* Dataset extract *
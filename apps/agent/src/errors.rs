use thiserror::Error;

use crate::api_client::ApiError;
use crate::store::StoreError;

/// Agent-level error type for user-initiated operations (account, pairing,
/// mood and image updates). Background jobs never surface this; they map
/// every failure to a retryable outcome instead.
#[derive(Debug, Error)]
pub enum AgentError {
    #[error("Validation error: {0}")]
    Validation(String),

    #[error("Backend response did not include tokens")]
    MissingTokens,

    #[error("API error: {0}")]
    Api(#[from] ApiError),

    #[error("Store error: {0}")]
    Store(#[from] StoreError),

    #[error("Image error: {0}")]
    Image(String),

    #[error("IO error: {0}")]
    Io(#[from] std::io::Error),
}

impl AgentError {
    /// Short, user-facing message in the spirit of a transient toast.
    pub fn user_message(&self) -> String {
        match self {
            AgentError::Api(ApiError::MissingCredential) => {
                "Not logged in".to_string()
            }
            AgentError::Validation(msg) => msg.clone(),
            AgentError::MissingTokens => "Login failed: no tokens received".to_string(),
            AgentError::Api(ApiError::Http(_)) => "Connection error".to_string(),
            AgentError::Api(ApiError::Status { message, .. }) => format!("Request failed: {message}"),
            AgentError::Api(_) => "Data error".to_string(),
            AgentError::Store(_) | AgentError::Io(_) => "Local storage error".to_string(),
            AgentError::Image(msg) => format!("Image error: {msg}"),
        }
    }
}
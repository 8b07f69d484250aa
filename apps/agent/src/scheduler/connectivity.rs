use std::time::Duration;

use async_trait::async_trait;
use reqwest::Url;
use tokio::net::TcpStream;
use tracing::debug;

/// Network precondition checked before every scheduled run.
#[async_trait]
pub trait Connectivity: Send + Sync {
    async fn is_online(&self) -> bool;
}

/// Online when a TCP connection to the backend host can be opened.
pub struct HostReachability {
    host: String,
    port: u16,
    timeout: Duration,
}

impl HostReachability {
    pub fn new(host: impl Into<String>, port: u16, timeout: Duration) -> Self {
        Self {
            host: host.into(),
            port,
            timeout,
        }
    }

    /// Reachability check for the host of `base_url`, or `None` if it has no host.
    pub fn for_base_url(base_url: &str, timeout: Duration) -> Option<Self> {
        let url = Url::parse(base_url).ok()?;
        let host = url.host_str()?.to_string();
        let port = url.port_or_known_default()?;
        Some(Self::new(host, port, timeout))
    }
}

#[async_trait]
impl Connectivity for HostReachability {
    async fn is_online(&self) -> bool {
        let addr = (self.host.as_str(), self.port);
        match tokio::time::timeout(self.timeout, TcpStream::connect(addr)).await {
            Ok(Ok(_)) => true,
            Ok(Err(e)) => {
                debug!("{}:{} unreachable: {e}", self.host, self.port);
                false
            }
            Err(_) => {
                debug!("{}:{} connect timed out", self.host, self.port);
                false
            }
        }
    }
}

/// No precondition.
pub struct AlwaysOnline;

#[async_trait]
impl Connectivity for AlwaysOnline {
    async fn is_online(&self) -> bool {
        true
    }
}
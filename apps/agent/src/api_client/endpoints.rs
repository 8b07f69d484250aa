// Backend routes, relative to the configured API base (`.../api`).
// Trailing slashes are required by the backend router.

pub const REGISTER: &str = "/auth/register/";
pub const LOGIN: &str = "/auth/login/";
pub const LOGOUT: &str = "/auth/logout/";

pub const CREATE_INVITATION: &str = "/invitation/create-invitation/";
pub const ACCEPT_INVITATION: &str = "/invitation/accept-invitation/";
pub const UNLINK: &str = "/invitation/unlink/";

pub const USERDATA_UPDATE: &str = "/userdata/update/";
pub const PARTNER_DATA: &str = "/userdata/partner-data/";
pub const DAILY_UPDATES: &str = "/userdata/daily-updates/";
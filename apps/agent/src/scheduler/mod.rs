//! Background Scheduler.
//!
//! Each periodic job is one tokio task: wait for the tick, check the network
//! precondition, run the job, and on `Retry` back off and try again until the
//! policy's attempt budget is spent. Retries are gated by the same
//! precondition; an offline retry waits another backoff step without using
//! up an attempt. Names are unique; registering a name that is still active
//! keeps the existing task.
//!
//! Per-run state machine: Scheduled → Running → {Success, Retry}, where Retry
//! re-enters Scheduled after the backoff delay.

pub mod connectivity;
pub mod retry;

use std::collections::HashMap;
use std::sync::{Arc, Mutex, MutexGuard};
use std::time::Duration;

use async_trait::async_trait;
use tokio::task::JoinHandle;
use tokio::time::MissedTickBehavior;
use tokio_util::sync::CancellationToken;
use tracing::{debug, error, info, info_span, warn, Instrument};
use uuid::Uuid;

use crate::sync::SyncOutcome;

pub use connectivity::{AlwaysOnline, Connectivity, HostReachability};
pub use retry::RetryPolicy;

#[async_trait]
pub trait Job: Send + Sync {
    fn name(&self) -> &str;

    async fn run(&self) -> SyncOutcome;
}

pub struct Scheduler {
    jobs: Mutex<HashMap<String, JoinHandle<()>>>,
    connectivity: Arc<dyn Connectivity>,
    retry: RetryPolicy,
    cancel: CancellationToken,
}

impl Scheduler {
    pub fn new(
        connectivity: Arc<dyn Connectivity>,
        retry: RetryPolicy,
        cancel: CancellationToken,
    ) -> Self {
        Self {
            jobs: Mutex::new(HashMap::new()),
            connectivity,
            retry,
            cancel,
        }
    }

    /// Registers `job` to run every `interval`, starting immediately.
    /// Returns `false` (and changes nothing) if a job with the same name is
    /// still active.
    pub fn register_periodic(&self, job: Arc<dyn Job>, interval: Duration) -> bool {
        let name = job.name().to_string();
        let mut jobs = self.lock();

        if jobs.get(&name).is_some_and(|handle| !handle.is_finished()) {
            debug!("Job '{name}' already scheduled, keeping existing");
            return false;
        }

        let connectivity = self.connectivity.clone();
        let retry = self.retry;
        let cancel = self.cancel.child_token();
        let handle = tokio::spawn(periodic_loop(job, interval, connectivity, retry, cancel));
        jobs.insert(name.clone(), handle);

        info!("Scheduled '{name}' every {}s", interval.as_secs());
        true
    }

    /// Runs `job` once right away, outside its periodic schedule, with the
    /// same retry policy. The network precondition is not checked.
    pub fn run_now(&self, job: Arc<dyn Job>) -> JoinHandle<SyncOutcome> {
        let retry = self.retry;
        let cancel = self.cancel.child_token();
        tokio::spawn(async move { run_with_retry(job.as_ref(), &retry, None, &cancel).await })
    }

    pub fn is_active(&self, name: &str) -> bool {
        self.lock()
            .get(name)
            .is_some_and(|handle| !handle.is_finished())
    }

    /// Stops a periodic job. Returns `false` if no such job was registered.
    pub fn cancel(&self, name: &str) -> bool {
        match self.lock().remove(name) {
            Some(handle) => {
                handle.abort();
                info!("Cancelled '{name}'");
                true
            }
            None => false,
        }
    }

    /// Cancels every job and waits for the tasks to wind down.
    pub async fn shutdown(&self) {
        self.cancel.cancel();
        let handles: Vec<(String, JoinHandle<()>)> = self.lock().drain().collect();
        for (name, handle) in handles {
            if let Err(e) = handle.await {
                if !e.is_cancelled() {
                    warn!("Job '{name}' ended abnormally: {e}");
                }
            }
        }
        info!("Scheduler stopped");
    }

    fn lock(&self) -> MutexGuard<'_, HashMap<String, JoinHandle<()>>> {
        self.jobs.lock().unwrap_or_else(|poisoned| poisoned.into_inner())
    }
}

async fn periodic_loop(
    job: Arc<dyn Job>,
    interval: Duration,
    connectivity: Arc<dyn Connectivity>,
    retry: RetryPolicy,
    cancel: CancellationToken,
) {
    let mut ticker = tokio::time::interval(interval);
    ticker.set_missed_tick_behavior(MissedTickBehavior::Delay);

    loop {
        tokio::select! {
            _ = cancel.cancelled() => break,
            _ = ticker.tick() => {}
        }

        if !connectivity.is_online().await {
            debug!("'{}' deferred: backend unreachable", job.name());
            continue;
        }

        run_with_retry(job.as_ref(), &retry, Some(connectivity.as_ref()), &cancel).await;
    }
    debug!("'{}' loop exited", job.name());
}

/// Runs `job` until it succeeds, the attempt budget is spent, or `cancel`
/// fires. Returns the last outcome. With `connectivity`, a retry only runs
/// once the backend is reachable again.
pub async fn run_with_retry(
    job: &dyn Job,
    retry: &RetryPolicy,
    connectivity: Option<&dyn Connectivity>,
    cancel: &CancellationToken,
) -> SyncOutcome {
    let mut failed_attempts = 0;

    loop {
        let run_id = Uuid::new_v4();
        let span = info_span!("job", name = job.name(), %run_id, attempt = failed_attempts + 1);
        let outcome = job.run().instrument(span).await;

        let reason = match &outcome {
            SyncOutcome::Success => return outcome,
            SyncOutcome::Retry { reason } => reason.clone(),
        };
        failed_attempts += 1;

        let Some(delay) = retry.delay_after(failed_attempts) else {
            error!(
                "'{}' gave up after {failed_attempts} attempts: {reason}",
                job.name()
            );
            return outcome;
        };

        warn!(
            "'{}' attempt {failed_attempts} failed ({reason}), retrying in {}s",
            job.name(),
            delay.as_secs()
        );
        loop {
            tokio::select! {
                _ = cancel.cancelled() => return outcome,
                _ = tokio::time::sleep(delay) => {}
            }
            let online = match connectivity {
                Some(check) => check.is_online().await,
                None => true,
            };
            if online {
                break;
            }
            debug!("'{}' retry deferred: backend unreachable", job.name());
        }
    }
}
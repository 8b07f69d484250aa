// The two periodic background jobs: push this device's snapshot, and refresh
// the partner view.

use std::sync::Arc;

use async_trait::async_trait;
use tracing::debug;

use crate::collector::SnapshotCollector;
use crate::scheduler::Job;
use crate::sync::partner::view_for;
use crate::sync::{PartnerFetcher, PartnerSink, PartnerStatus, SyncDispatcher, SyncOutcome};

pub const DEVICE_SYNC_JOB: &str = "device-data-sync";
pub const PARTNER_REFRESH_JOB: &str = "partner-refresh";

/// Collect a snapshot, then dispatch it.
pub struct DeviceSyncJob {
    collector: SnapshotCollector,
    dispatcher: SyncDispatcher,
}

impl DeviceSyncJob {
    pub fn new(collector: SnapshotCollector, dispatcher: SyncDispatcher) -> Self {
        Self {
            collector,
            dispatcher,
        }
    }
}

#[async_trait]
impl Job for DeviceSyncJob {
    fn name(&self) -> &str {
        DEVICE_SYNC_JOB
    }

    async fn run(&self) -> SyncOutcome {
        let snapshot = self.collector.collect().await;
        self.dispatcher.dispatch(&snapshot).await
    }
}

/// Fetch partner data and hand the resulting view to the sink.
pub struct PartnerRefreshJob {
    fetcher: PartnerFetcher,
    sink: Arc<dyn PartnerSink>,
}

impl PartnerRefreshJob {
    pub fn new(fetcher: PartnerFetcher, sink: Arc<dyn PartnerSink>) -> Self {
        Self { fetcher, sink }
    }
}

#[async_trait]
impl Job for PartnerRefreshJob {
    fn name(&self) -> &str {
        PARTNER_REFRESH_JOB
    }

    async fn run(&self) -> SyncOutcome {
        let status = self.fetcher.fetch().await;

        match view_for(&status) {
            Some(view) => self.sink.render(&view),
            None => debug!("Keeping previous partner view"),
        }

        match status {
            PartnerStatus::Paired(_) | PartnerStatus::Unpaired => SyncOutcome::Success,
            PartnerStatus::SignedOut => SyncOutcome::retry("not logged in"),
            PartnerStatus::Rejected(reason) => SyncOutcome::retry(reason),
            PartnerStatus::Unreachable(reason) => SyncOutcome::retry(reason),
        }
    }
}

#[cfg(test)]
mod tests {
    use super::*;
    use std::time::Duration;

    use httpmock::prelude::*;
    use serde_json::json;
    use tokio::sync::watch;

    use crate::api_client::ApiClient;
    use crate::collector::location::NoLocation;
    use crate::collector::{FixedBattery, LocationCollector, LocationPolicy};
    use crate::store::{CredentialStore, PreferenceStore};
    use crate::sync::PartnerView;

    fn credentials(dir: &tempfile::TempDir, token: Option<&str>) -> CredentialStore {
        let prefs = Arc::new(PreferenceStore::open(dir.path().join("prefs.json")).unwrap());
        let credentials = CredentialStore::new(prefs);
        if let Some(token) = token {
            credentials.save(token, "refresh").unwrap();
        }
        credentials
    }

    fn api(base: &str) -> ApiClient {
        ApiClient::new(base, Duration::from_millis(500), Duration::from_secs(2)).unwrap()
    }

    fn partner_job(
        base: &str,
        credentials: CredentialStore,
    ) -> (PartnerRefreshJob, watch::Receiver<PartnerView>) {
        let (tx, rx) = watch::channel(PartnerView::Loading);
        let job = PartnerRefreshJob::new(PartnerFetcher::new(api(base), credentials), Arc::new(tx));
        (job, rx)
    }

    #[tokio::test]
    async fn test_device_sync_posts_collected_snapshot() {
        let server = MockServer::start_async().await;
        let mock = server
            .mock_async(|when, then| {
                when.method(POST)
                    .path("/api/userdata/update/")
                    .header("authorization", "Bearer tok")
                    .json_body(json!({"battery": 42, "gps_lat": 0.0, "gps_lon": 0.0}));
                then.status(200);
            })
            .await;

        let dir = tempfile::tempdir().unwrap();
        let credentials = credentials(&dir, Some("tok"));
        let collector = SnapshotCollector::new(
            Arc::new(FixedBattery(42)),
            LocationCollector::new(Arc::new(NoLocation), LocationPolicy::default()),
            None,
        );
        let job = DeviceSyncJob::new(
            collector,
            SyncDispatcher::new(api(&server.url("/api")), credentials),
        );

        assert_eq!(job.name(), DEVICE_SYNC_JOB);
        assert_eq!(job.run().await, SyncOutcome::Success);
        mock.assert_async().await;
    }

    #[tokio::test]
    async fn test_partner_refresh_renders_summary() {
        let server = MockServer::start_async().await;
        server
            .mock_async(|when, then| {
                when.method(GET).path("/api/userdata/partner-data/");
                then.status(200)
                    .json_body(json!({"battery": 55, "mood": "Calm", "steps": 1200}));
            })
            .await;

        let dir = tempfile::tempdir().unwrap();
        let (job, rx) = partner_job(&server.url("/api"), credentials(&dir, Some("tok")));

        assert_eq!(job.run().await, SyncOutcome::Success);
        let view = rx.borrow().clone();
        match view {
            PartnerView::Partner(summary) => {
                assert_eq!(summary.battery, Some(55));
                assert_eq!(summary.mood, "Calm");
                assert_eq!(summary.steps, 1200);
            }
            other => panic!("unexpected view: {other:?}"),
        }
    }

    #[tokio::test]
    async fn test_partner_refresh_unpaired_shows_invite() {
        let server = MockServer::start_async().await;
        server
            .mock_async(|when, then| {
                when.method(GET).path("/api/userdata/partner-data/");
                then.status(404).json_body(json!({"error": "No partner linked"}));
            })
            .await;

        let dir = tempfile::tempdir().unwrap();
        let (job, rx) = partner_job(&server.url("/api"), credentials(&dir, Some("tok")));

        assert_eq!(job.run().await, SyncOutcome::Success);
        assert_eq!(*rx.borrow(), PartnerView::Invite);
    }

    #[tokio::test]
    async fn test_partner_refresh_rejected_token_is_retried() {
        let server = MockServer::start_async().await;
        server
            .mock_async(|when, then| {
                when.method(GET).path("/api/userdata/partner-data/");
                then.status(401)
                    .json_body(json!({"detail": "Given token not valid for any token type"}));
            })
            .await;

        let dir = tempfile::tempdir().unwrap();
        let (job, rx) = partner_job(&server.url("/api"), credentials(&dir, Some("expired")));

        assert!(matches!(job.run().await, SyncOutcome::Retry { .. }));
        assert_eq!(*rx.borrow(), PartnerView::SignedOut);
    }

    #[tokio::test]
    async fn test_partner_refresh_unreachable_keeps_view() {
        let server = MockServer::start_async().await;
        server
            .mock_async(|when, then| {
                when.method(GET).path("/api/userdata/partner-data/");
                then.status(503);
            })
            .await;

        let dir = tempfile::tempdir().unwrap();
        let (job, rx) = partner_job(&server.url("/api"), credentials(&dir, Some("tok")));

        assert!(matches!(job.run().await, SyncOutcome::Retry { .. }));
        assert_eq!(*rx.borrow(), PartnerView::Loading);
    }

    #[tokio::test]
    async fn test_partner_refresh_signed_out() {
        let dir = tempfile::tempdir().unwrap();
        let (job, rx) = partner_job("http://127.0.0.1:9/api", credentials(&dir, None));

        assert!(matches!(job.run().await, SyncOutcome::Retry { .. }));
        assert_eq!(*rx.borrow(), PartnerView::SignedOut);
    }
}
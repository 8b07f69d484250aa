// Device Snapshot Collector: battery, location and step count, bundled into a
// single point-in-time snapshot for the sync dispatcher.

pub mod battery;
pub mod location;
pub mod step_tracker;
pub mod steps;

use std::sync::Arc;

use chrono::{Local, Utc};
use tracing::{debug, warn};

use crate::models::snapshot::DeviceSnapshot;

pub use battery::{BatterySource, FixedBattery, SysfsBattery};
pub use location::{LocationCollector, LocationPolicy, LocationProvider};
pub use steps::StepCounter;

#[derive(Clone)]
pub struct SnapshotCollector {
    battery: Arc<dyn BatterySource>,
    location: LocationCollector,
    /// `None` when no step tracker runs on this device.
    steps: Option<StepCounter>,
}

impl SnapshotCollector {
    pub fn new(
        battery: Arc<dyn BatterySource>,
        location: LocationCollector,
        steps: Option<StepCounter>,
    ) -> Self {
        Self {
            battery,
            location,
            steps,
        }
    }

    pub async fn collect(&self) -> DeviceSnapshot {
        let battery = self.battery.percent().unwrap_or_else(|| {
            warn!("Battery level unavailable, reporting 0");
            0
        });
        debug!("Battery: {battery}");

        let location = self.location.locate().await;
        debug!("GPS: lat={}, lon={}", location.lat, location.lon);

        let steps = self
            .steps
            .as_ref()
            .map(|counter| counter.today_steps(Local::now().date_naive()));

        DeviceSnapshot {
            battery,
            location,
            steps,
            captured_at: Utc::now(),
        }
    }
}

* Assignment *
Work out how many lines of the material above contain the word "RetryPolicy", then give only that figure.

* Exercise result *
5